The puffin, sometimes called the ‘sea parrot’, is everyone’s favourite seabird; it even has a range of children’s books called after it. The cartoonist’s dream bird is a cross between a penguin and a chicken with a ridiculous multi-coloured bill and bright red legs. Its inquisitive disposition adds to the bird’s charm; puffins fly past humans who visit their colonies and stand around gazing at the intruders. They come ashore only to breed, spending the rest of the year at sea. The small wings act as fins underwater, making puffins poor flyers. However, they still manage to travel huge distances. In winter, rafts of puffins can be found from the fringes of the Arctic pack-ice to the Canary Islands and across the ocean to North America.
We’ve had puffin scares in the past. I remember one British expert telling a BirdWatch Ireland conference, during the 1970s, that the species would be extinct by the year 2000. There had been huge declines in puffin numbers at traditional haunts back then, but ornithologists failed to notice increases elsewhere. Puffin numbers had not declined; their populations had moved.
That an expert could make such a blunder may seem odd but puffins are very difficult to census.
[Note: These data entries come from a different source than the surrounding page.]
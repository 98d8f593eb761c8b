//! Error types and utilities for Poul Le Fun

use thiserror::Error;

/// Result type alias for Poul Le Fun operations
pub type Result<T> = std::result::Result<T, PoulError>;

/// Main error type for application-level operations
#[derive(Error, Debug)]
pub enum PoulError {
    /// Configuration related errors
    #[error("Configuration error: {message}")]
    Config {
        message: String,
        #[source]
        source: Option<Box<dyn std::error::Error + Send + Sync>>,
    },

    /// Internationalization and localization errors
    #[error("Localization error: {message}")]
    Localization {
        message: String,
        locale: Option<String>,
        #[source]
        source: Option<Box<dyn std::error::Error + Send + Sync>>,
    },

    /// Logging could not be installed
    #[error("Logging error: {message}")]
    Logging {
        message: String,
        #[source]
        source: Option<Box<dyn std::error::Error + Send + Sync>>,
    },

    /// I/O related errors
    #[error("I/O error: {0}")]
    Io(#[from] std::io::Error),

    /// Generic error with custom message
    #[error("{message}")]
    Generic {
        message: String,
        #[source]
        source: Option<Box<dyn std::error::Error + Send + Sync>>,
    },
}

impl PoulError {
    /// Create a new generic error with a custom message
    pub fn new(msg: impl Into<String>) -> Self {
        Self::Generic {
            message: msg.into(),
            source: None,
        }
    }

    /// Create a new configuration error
    pub fn config(msg: impl Into<String>) -> Self {
        Self::Config {
            message: msg.into(),
            source: None,
        }
    }

    /// Create a new configuration error with source
    pub fn config_with_source(
        msg: impl Into<String>,
        source: impl std::error::Error + Send + Sync + 'static,
    ) -> Self {
        Self::Config {
            message: msg.into(),
            source: Some(Box::new(source)),
        }
    }

    /// Create a new localization error
    pub fn localization(msg: impl Into<String>, locale: Option<String>) -> Self {
        Self::Localization {
            message: msg.into(),
            locale,
            source: None,
        }
    }

    /// Create a new localization error with source
    pub fn localization_with_source(
        msg: impl Into<String>,
        locale: Option<String>,
        source: impl std::error::Error + Send + Sync + 'static,
    ) -> Self {
        Self::Localization {
            message: msg.into(),
            locale,
            source: Some(Box::new(source)),
        }
    }

    /// Create a new logging error with source
    pub fn logging_with_source(
        msg: impl Into<String>,
        source: impl std::error::Error + Send + Sync + 'static,
    ) -> Self {
        Self::Logging {
            message: msg.into(),
            source: Some(Box::new(source)),
        }
    }

    /// Get the error category for logging
    pub fn category(&self) -> &'static str {
        match self {
            Self::Config { .. } => "config",
            Self::Localization { .. } => "localization",
            Self::Logging { .. } => "logging",
            Self::Io(_) => "io",
            Self::Generic { .. } => "generic",
        }
    }
}
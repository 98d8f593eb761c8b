//! Interpolation parameters for `{{name}}` tokens

use std::collections::BTreeMap;
use std::fmt;

/// A value that can be substituted into a template.
#[derive(Debug, Clone, PartialEq)]
pub enum ParamValue {
    /// Free text, inserted as-is
    Text(String),
    /// Whole number
    Integer(i64),
    /// Decimal number
    Float(f64),
}

impl fmt::Display for ParamValue {
    fn fmt(&self, f: &mut fmt::Formatter<'_>) -> fmt::Result {
        match self {
            Self::Text(text) => f.write_str(text),
            Self::Integer(n) => write!(f, "{n}"),
            Self::Float(x) => write!(f, "{x}"),
        }
    }
}

impl From<&str> for ParamValue {
    fn from(value: &str) -> Self {
        Self::Text(value.to_string())
    }
}

impl From<String> for ParamValue {
    fn from(value: String) -> Self {
        Self::Text(value)
    }
}

impl From<&String> for ParamValue {
    fn from(value: &String) -> Self {
        Self::Text(value.clone())
    }
}

macro_rules! impl_from_integer {
    ($($ty:ty),*) => {
        $(
            impl From<$ty> for ParamValue {
                fn from(value: $ty) -> Self {
                    Self::Integer(i64::from(value))
                }
            }
        )*
    };
}

impl_from_integer!(i8, i16, i32, i64, u8, u16, u32);

impl From<usize> for ParamValue {
    fn from(value: usize) -> Self {
        i64::try_from(value).map_or_else(|_| Self::Text(value.to_string()), Self::Integer)
    }
}

impl From<u64> for ParamValue {
    fn from(value: u64) -> Self {
        i64::try_from(value).map_or_else(|_| Self::Text(value.to_string()), Self::Integer)
    }
}

impl From<f32> for ParamValue {
    fn from(value: f32) -> Self {
        Self::Float(f64::from(value))
    }
}

impl From<f64> for ParamValue {
    fn from(value: f64) -> Self {
        Self::Float(value)
    }
}

/// Named parameters supplied to a single resolution call.
#[derive(Debug, Clone, Default, PartialEq)]
pub struct Params {
    values: BTreeMap<String, ParamValue>,
}

impl Params {
    /// Create an empty parameter set
    pub fn new() -> Self {
        Self::default()
    }

    /// Builder-style insert
    #[must_use]
    pub fn with<K, V>(mut self, name: K, value: V) -> Self
    where
        K: Into<String>,
        V: Into<ParamValue>,
    {
        self.insert(name, value);
        self
    }

    /// Set a parameter, replacing any previous value
    pub fn insert<K, V>(&mut self, name: K, value: V)
    where
        K: Into<String>,
        V: Into<ParamValue>,
    {
        self.values.insert(name.into(), value.into());
    }

    /// Look up a parameter by its exact name
    pub fn get(&self, name: &str) -> Option<&ParamValue> {
        self.values.get(name)
    }

    /// Number of parameters
    pub fn len(&self) -> usize {
        self.values.len()
    }

    /// Whether no parameters were supplied
    pub fn is_empty(&self) -> bool {
        self.values.is_empty()
    }

    /// Iterate parameters in name order
    pub fn iter(&self) -> impl Iterator<Item = (&str, &ParamValue)> {
        self.values.iter().map(|(name, value)| (name.as_str(), value))
    }
}

impl<K, V> FromIterator<(K, V)> for Params
where
    K: Into<String>,
    V: Into<ParamValue>,
{
    fn from_iter<I: IntoIterator<Item = (K, V)>>(iter: I) -> Self {
        let mut params = Self::new();
        for (name, value) in iter {
            params.insert(name, value);
        }
        params
    }
}

/// Build [`Params`] from `name => value` pairs.
///
/// ```rust
/// use poul_i18n::params;
///
/// let params = params!["teams" => 4, "teamName" => "Les Cocottes"];
/// assert_eq!(params.len(), 2);
/// assert!(params!().is_empty());
/// ```
#[macro_export]
macro_rules! params {
    () => {
        $crate::Params::new()
    };
    ($($key:expr => $value:expr),+ $(,)?) => {{
        let mut params = $crate::Params::new();
        $(
            params.insert($key, $value);
        )+
        params
    }};
}

#[cfg(test)]
mod tests {
    use super::*;

    #[test]
    fn test_values_render_like_display_text() {
        assert_eq!(ParamValue::from(3).to_string(), "3");
        assert_eq!(ParamValue::from(-12_i64).to_string(), "-12");
        assert_eq!(ParamValue::from(2.5).to_string(), "2.5");
        assert_eq!(ParamValue::from(2.0).to_string(), "2");
        assert_eq!(ParamValue::from("Poulette").to_string(), "Poulette");
    }

    #[test]
    fn test_large_unsigned_values_keep_their_digits() {
        assert_eq!(ParamValue::from(u64::MAX).to_string(), u64::MAX.to_string());
        assert_eq!(ParamValue::from(7_usize), ParamValue::Integer(7));
    }

    #[test]
    fn test_insert_replaces() {
        let mut params = Params::new().with("count", 1);
        params.insert("count", 2);
        assert_eq!(params.len(), 1);
        assert_eq!(params.get("count"), Some(&ParamValue::Integer(2)));
    }

    #[test]
    fn test_macro_and_iterator_agree() {
        let from_macro = params!["teams" => 3, "games" => 6, "results" => 2];
        let from_iter: Params = [("teams", 3), ("games", 6), ("results", 2)].into_iter().collect();
        assert_eq!(from_macro, from_iter);
        assert_eq!(
            from_macro.iter().map(|(name, _)| name).collect::<Vec<_>>(),
            vec!["games", "results", "teams"]
        );
    }

    #[test]
    fn test_lookup_is_exact() {
        let params = params!["teamName" => "Les Cocottes"];
        assert!(params.get("teamname").is_none());
        assert!(params.get(" teamName").is_none());
        assert!(params.get("teamName").is_some());
    }
}
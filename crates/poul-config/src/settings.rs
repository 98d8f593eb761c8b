//! Application configuration structures

use poul_common::LoggingConfig;
use serde::{Deserialize, Serialize};
use std::path::PathBuf;
use validator::Validate;

/// Main application configuration
#[derive(Debug, Clone, Default, PartialEq, Eq, Serialize, Deserialize, Validate)]
#[serde(default)]
pub struct Config {
    /// Display text settings
    #[validate]
    pub i18n: I18nSettings,

    /// Logging configuration
    #[validate]
    pub logging: LoggingSettings,
}

/// Display text configuration
#[derive(Debug, Clone, PartialEq, Eq, Serialize, Deserialize, Validate)]
#[serde(default)]
pub struct I18nSettings {
    /// Locale active at startup
    #[validate(custom(function = "crate::validation::validate_locale_tag", message = "Default locale must be a valid language identifier"))]
    pub default_locale: String,

    /// Whether the language switcher may change the active locale.
    /// Off in the shipped product, which is French only.
    pub allow_locale_switching: bool,

    /// Directory of `<tag>.json` catalogs replacing the built-in content
    pub catalog_dir: Option<PathBuf>,
}

/// Logging configuration
#[derive(Debug, Clone, PartialEq, Eq, Serialize, Deserialize, Validate)]
#[serde(default)]
pub struct LoggingSettings {
    /// Filter directives, e.g. `info` or `info,poul_i18n=debug`
    #[validate(custom(function = "crate::validation::validate_log_level", message = "Log level must be off, error, warn, info, debug or trace"))]
    pub level: String,

    /// Emit JSON lines instead of human-readable output
    pub json: bool,

    /// Append logs to this file instead of stdout
    pub file: Option<PathBuf>,
}

impl Default for I18nSettings {
    fn default() -> Self {
        Self {
            default_locale: "fr".to_string(),
            allow_locale_switching: false,
            catalog_dir: None,
        }
    }
}

impl Default for LoggingSettings {
    fn default() -> Self {
        Self {
            level: "info".to_string(),
            json: false,
            file: None,
        }
    }
}

impl LoggingSettings {
    /// Settings for the shared logging bootstrap
    pub fn to_logging_config(&self) -> LoggingConfig {
        LoggingConfig {
            level: self.level.clone(),
            json_format: self.json,
            file_path: self.file.clone(),
            ..LoggingConfig::default()
        }
    }
}
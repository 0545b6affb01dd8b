use winit::event::{Event, WindowEvent};

/// The only distinction the bootstrap's loop cares about.
#[derive(Debug, Clone, Copy, PartialEq, Eq)]
pub enum PlatformEvent {
    QuitRequested,
    Other,
}

pub fn classify<T>(event: &Event<'_, T>) -> PlatformEvent {
    match event {
        Event::WindowEvent {
            event: WindowEvent::CloseRequested,
            ..
        } => PlatformEvent::QuitRequested,
        _ => PlatformEvent::Other,
    }
}

#[derive(Debug, Clone, Copy, PartialEq, Eq)]
pub enum LoopControl {
    Continue,
    Exit,
}

/// Latches once a quit request has been seen.
#[derive(Debug, Default)]
pub struct QuitSignal {
    requested: bool,
}

impl QuitSignal {
    pub fn observe(&mut self, event: PlatformEvent) -> LoopControl {
        if event == PlatformEvent::QuitRequested {
            self.requested = true;
        }
        if self.requested {
            LoopControl::Exit
        } else {
            LoopControl::Continue
        }
    }

    pub fn is_requested(&self) -> bool {
        self.requested
    }
}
They nest deep in burrows on the steep grassy slopes of island cliffs, difficult places for ornithologists to approach. Nor are the comings and goings of birds at a colony a reliable guide to numbers. Both parents, one parent, or neither parent, may be home when a count is being attempted. Unpaired, widowed and immature birds will be loafing about, further complicating matters.
Even when it’s possible to access a burrow, how do you decide whether it’s occupied or not? The only reliable way to census a colony is to divide the area into 10 x 10 metre squares and probe all of the burrows in a few of the squares with wire hooks to discover whether a bird is present. A rough indication of the number of occupied nests is obtained with practice, from which the size of the colony as a whole can be estimated. The final tally may not be very accurate but, with the technique applied year-in year-out by the same people, significant changes in the fortunes of a colony soon become evident.
The Farne Islands population is monitored by experts from the National Trust and we can be sure the decline reported by them is real. The situation there looks ominous and it’s not the first crash to be recorded in recent years. In 1939, there were about 3,500 puffin nests on Lundy, a tiny island off the Devon coast. By 2001, there were only 10. An infestation of rats, which eat Puffin eggs, may have been a factor.
The Farne Islands problem, according to experts, is not the result of conditions at the colony. David Steel, head warden on the islands, is quoted as saying that the birds are breeding successfully but that fewer pairs are returning to nest. Puffins may be dying at sea during the winter but there is another possibility; are the birds deserting their southern haunts and moving northwards? Trigger fish, and other warm-water creatures are turning up off our coasts; perhaps our seas are becoming too warm for puffins?
Cold water holds more oxygen and supports more life than warm water. The largest puffin colonies are in the north, where the seas are cooler; about 10 million puffins breed in Iceland, five times as many as in Ireland and Britain combined. If sea temperatures continue to rise, Irish waters may soon resemble those of the Bay of Biscay. No puffins breed there.